*Records from a dataset*:
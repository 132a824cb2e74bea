use crate::error::{BenchError, Result};
use crate::model::{Document, Query, Split};
use crate::retrieval::EmbeddingSet;
use serde::{Deserialize, Serialize};
use std::fs::{create_dir_all, File};
use std::io::{BufRead, BufReader, BufWriter, Read, Write};
use std::path::{Path, PathBuf};

pub const SNAPSHOT_VERSION: u32 = 1;

#[derive(Debug, Clone, PartialEq, Serialize, Deserialize)]
pub struct MetaFile {
    pub num_docs: usize,
    pub num_queries: usize,
    pub num_train: usize,
    pub num_test: usize,
    pub seed: u64,
    pub created_at: String,
    pub version: u32,
}

/// Layout of a prepared-benchmark snapshot directory.
pub struct SnapshotPaths {
    pub root: PathBuf,
}

impl SnapshotPaths {
    pub fn new<P: AsRef<Path>>(root: P) -> Self {
        Self { root: root.as_ref().to_path_buf() }
    }
    fn documents(&self) -> PathBuf { self.root.join("documents.bin") }
    fn queries(&self) -> PathBuf { self.root.join("queries.bin") }
    fn split(&self) -> PathBuf { self.root.join("split.bin") }
    fn meta(&self) -> PathBuf { self.root.join("meta.json") }
}

fn write_bytes(path: &Path, bytes: &[u8]) -> Result<()> {
    let mut f = File::create(path).map_err(|e| BenchError::io(path, e))?;
    f.write_all(bytes).map_err(|e| BenchError::io(path, e))
}

fn read_bytes(path: &Path) -> Result<Vec<u8>> {
    let mut f = File::open(path).map_err(|e| BenchError::io(path, e))?;
    let mut buf = Vec::new();
    f.read_to_end(&mut buf).map_err(|e| BenchError::io(path, e))?;
    Ok(buf)
}

fn ensure_root(paths: &SnapshotPaths) -> Result<()> {
    create_dir_all(&paths.root).map_err(|e| BenchError::io(&paths.root, e))
}

pub fn save_documents(paths: &SnapshotPaths, docs: &[Document]) -> Result<()> {
    ensure_root(paths)?;
    write_bytes(&paths.documents(), &bincode::serialize(docs)?)
}

pub fn load_documents(paths: &SnapshotPaths) -> Result<Vec<Document>> {
    Ok(bincode::deserialize(&read_bytes(&paths.documents())?)?)
}

pub fn save_queries(paths: &SnapshotPaths, queries: &[Query]) -> Result<()> {
    ensure_root(paths)?;
    write_bytes(&paths.queries(), &bincode::serialize(queries)?)
}

pub fn load_queries(paths: &SnapshotPaths) -> Result<Vec<Query>> {
    Ok(bincode::deserialize(&read_bytes(&paths.queries())?)?)
}

pub fn save_split(paths: &SnapshotPaths, split: &Split) -> Result<()> {
    ensure_root(paths)?;
    write_bytes(&paths.split(), &bincode::serialize(split)?)
}

pub fn load_split(paths: &SnapshotPaths) -> Result<Split> {
    Ok(bincode::deserialize(&read_bytes(&paths.split())?)?)
}

pub fn save_meta(paths: &SnapshotPaths, meta: &MetaFile) -> Result<()> {
    ensure_root(paths)?;
    write_bytes(&paths.meta(), serde_json::to_string_pretty(meta)?.as_bytes())
}

pub fn load_meta(paths: &SnapshotPaths) -> Result<MetaFile> {
    let bytes = read_bytes(&paths.meta())?;
    Ok(serde_json::from_slice(&bytes)?)
}

pub fn now_rfc3339() -> String {
    time::OffsetDateTime::now_utc()
        .format(&time::format_description::well_known::Rfc3339)
        .unwrap_or_default()
}

#[derive(Serialize, Deserialize)]
struct EmbeddingRecord {
    id: String,
    embedding: Vec<f32>,
}

/// Read `{"id": ..., "embedding": [...]}` lines. Blank lines are skipped,
/// an unparsable line is fatal.
pub fn load_embeddings(path: &Path) -> Result<EmbeddingSet> {
    let f = File::open(path).map_err(|e| BenchError::io(path, e))?;
    let mut set = EmbeddingSet::new();
    for (i, line) in BufReader::new(f).lines().enumerate() {
        let line = line.map_err(|e| BenchError::io(path, e))?;
        if line.trim().is_empty() {
            continue;
        }
        let record: EmbeddingRecord = serde_json::from_str(&line)
            .map_err(|_| BenchError::Malformed { kind: "embedding record", path: path.to_path_buf(), line: i + 1 })?;
        set.push(record.id, record.embedding);
    }
    tracing::info!(path = %path.display(), vectors = set.len(), "embeddings loaded");
    Ok(set)
}

pub fn save_embeddings(path: &Path, set: &EmbeddingSet) -> Result<()> {
    let f = File::create(path).map_err(|e| BenchError::io(path, e))?;
    let mut w = BufWriter::new(f);
    for (id, v) in set.ids.iter().zip(&set.vectors) {
        let line = serde_json::to_string(&EmbeddingRecord { id: id.clone(), embedding: v.clone() })?;
        writeln!(w, "{line}").map_err(|e| BenchError::io(path, e))?;
    }
    w.flush().map_err(|e| BenchError::io(path, e))
}

#[cfg(test)]
mod tests {
    use super::*;
    use tempfile::tempdir;

    #[test]
    fn snapshot_survives_reload() {
        let dir = tempdir().unwrap();
        let paths = SnapshotPaths::new(dir.path().join("snap"));
        let doc = Document { doc_no: "FT1".into(), text: Some("body".into()), ..Default::default() };
        let mut q = Query::new("301", "oil spills");
        q.add_relevant_doc("FT1");
        let split = Split { train: vec![], test: vec![q.clone()] };

        save_documents(&paths, &[doc.clone()]).unwrap();
        save_queries(&paths, &[q.clone()]).unwrap();
        save_split(&paths, &split).unwrap();

        assert_eq!(load_documents(&paths).unwrap(), vec![doc]);
        assert_eq!(load_queries(&paths).unwrap(), vec![q]);
        assert_eq!(load_split(&paths).unwrap(), split);
    }

    #[test]
    fn meta_is_json_with_timestamp() {
        let dir = tempdir().unwrap();
        let paths = SnapshotPaths::new(dir.path());
        let meta = MetaFile {
            num_docs: 3,
            num_queries: 2,
            num_train: 1,
            num_test: 1,
            seed: 42,
            created_at: now_rfc3339(),
            version: SNAPSHOT_VERSION,
        };
        save_meta(&paths, &meta).unwrap();
        let raw = std::fs::read_to_string(dir.path().join("meta.json")).unwrap();
        assert!(raw.contains("\"seed\": 42"));
        assert_eq!(load_meta(&paths).unwrap(), meta);
        assert!(meta.created_at.contains('T'));
    }

    #[test]
    fn embeddings_jsonl_roundtrip_and_bad_line() {
        let dir = tempdir().unwrap();
        let path = dir.path().join("e.jsonl");
        let mut set = EmbeddingSet::new();
        set.push("a", vec![1.0, 0.5]);
        set.push("b", vec![0.0, 2.0]);
        save_embeddings(&path, &set).unwrap();
        assert_eq!(load_embeddings(&path).unwrap(), set);

        std::fs::write(&path, "{\"id\":\"a\",\"embedding\":[1.0]}\n\nnot json\n").unwrap();
        match load_embeddings(&path) {
            Err(BenchError::Malformed { line, .. }) => assert_eq!(line, 3),
            other => panic!("unexpected: {other:?}"),
        }
    }
}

*Exercise requirements*: Would you restate each of the entries word for word?

*Answer below*:
repository 132a824cb2e74bea
use crate::error::{BenchError, Result};
use crate::model::{Document, Query, Split};
use crate::retrieval::EmbeddingSet;
use serde::{Deserialize, Serialize};
use std::fs::{create_dir_all, File};
use std::io::{BufRead, BufReader, BufWriter, Read, Write};
use std::path::{Path, PathBuf};

pub const SNAPSHOT_VERSION: u32 = 1;

#[derive(Debug, Clone, PartialEq, Serialize, Deserialize)]
pub struct MetaFile {
    pub num_docs: usize,
    pub num_queries: usize,
    pub num_train: usize,
    pub num_test: usize,
    pub seed: u64,
    pub created_at: String,
    pub version: u32,
}

/// Layout of a prepared-benchmark snapshot directory.
pub struct SnapshotPaths {
    pub root: PathBuf,
}

impl SnapshotPaths {
    pub fn new<P: AsRef<Path>>(root: P) -> Self {
        Self { root: root.as_ref().to_path_buf() }
    }
    fn documents(&self) -> PathBuf { self.root.join("documents.bin") }
    fn queries(&self) -> PathBuf { self.root.join("queries.bin") }
    fn split(&self) -> PathBuf { self.root.join("split.bin") }
    fn meta(&self) -> PathBuf { self.root.join("meta.json") }
}

fn write_bytes(path: &Path, bytes: &[u8]) -> Result<()> {
    let mut f = File::create(path).map_err(|e| BenchError::io(path, e))?;
    f.write_all(bytes).map_err(|e| BenchError::io(path, e))
}

fn read_bytes(path: &Path) -> Result<Vec<u8>> {
    let mut f = File::open(path).map_err(|e| BenchError::io(path, e))?;
    let mut buf = Vec::new();
    f.read_to_end(&mut buf).map_err(|e| BenchError::io(path, e))?;
    Ok(buf)
}

fn ensure_root(paths: &SnapshotPaths) -> Result<()> {
    create_dir_all(&paths.root).map_err(|e| BenchError::io(&paths.root, e))
}

pub fn save_documents(paths: &SnapshotPaths, docs: &[Document]) -> Result<()> {
    ensure_root(paths)?;
    write_bytes(&paths.documents(), &bincode::serialize(docs)?)
}

pub fn load_documents(paths: &SnapshotPaths) -> Result<Vec<Document>> {
    Ok(bincode::deserialize(&read_bytes(&paths.documents())?)?)
}

pub fn save_queries(paths: &SnapshotPaths, queries: &[Query]) -> Result<()> {
    ensure_root(paths)?;
    write_bytes(&paths.queries(), &bincode::serialize(queries)?)
}

pub fn load_queries(paths: &SnapshotPaths) -> Result<Vec<Query>> {
    Ok(bincode::deserialize(&read_bytes(&paths.queries())?)?)
}

pub fn save_split(paths: &SnapshotPaths, split: &Split) -> Result<()> {
    ensure_root(paths)?;
    write_bytes(&paths.split(), &bincode::serialize(split)?)
}

pub fn load_split(paths: &SnapshotPaths) -> Result<Split> {
    Ok(bincode::deserialize(&read_bytes(&paths.split())?)?)
}

pub fn save_meta(paths: &SnapshotPaths, meta: &MetaFile) -> Result<()> {
    ensure_root(paths)?;
    write_bytes(&paths.meta(), serde_json::to_string_pretty(meta)?.as_bytes())
}

pub fn load_meta(paths: &SnapshotPaths) -> Result<MetaFile> {
    let bytes = read_bytes(&paths.meta())?;
    Ok(serde_json::from_slice(&bytes)?)
}

pub fn now_rfc3339() -> String {
    time::OffsetDateTime::now_utc()
        .format(&time::format_description::well_known::Rfc3339)
        .unwrap_or_default()
}

#[derive(Serialize, Deserialize)]
struct EmbeddingRecord {
    id: String,
    embedding: Vec<f32>,
}

/// Read `{"id": ..., "embedding": [...]}` lines. Blank lines are skipped,
/// an unparsable line is fatal.
pub fn load_embeddings(path: &Path) -> Result<EmbeddingSet> {
    let f = File::open(path).map_err(|e| BenchError::io(path, e))?;
    let mut set = EmbeddingSet::new();
    for (i, line) in BufReader::new(f).lines().enumerate() {
        let line = line.map_err(|e| BenchError::io(path, e))?;
        if line.trim().is_empty() {
            continue;
        }
        let record: EmbeddingRecord = serde_json::from_str(&line)
            .map_err(|_| BenchError::Malformed { kind: "embedding record", path: path.to_path_buf(), line: i + 1 })?;
        set.push(record.id, record.embedding);
    }
    tracing::info!(path = %path.display(), vectors = set.len(), "embeddings loaded");
    Ok(set)
}

pub fn save_embeddings(path: &Path, set: &EmbeddingSet) -> Result<()> {
    let f = File::create(path).map_err(|e| BenchError::io(path, e))?;
    let mut w = BufWriter::new(f);
    for (id, v) in set.ids.iter().zip(&set.vectors) {
        let line = serde_json::to_string(&EmbeddingRecord { id: id.clone(), embedding: v.clone() })?;
        writeln!(w, "{line}").map_err(|e| BenchError::io(path, e))?;
    }
    w.flush().map_err(|e| BenchError::io(path, e))
}

#[cfg(test)]
mod tests {
    use super::*;
    use tempfile::tempdir;

    #[test]
    fn snapshot_survives_reload() {
        let dir = tempdir().unwrap();
        let paths = SnapshotPaths::new(dir.path().join("snap"));
        let doc = Document { doc_no: "FT1".into(), text: Some("body".into()), ..Default::default() };
        let mut q = Query::new("301", "oil spills");
        q.add_relevant_doc("FT1");
        let split = Split { train: vec![], test: vec![q.clone()] };

        save_documents(&paths, &[doc.clone()]).unwrap();
        save_queries(&paths, &[q.clone()]).unwrap();
        save_split(&paths, &split).unwrap();

        assert_eq!(load_documents(&paths).unwrap(), vec![doc]);
        assert_eq!(load_queries(&paths).unwrap(), vec![q]);
        assert_eq!(load_split(&paths).unwrap(), split);
    }

    #[test]
    fn meta_is_json_with_timestamp() {
        let dir = tempdir().unwrap();
        let paths = SnapshotPaths::new(dir.path());
        let meta = MetaFile {
            num_docs: 3,
            num_queries: 2,
            num_train: 1,
            num_test: 1,
            seed: 42,
            created_at: now_rfc3339(),
            version: SNAPSHOT_VERSION,
        };
        save_meta(&paths, &meta).unwrap();
        let raw = std::fs::read_to_string(dir.path().join("meta.json")).unwrap();
        assert!(raw.contains("\"seed\": 42"));
        assert_eq!(load_meta(&paths).unwrap(), meta);
        assert!(meta.created_at.contains('T'));
    }

    #[test]
    fn embeddings_jsonl_roundtrip_and_bad_line() {
        let dir = tempdir().unwrap();
        let path = dir.path().join("e.jsonl");
        let mut set = EmbeddingSet::new();
        set.push("a", vec![1.0, 0.5]);
        set.push("b", vec![0.0, 2.0]);
        save_embeddings(&path, &set).unwrap();
        assert_eq!(load_embeddings(&path).unwrap(), set);

        std::fs::write(&path, "{\"id\":\"a\",\"embedding\":[1.0]}\n\nnot json\n").unwrap();
        match load_embeddings(&path) {
            Err(BenchError::Malformed { line, .. }) => assert_eq!(line, 3),
            other => panic!("unexpected: {other:?}"),
        }
    }
}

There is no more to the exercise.